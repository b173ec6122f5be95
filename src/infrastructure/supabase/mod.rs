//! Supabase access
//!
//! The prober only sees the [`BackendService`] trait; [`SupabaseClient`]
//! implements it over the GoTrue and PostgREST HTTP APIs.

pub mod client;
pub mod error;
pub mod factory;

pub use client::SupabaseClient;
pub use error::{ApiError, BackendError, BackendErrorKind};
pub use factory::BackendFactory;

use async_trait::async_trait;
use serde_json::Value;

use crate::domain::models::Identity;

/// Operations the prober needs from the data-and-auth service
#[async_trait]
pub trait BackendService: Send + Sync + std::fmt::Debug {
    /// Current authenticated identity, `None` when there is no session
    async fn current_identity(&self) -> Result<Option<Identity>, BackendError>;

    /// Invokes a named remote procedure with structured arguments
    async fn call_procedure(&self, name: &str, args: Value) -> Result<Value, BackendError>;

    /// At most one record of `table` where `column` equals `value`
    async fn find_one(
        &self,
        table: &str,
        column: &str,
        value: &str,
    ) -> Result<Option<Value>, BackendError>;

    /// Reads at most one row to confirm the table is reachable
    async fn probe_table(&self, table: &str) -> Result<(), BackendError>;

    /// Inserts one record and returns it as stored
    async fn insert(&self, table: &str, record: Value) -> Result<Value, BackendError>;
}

▶ _Exercise prompt_
Please return only the lines above, starting at the line that has "use async_trait::async_trait;" and ending at the line that has "it as stored", keeping both and leaving each one unchanged.

▶ _Reply to the exercise_
use async_trait::async_trait;
use serde_json::Value;

use crate::domain::models::Identity;

/// Operations the prober needs from the data-and-auth service
#[async_trait]
pub trait BackendService: Send + Sync + std::fmt::Debug {
    /// Current authenticated identity, `None` when there is no session
    async fn current_identity(&self) -> Result<Option<Identity>, BackendError>;

    /// Invokes a named remote procedure with structured arguments
    async fn call_procedure(&self, name: &str, args: Value) -> Result<Value, BackendError>;

    /// At most one record of `table` where `column` equals `value`
    async fn find_one(
        &self,
        table: &str,
        column: &str,
        value: &str,
    ) -> Result<Option<Value>, BackendError>;

    /// Reads at most one row to confirm the table is reachable
    async fn probe_table(&self, table: &str) -> Result<(), BackendError>;

    /// Inserts one record and returns it as stored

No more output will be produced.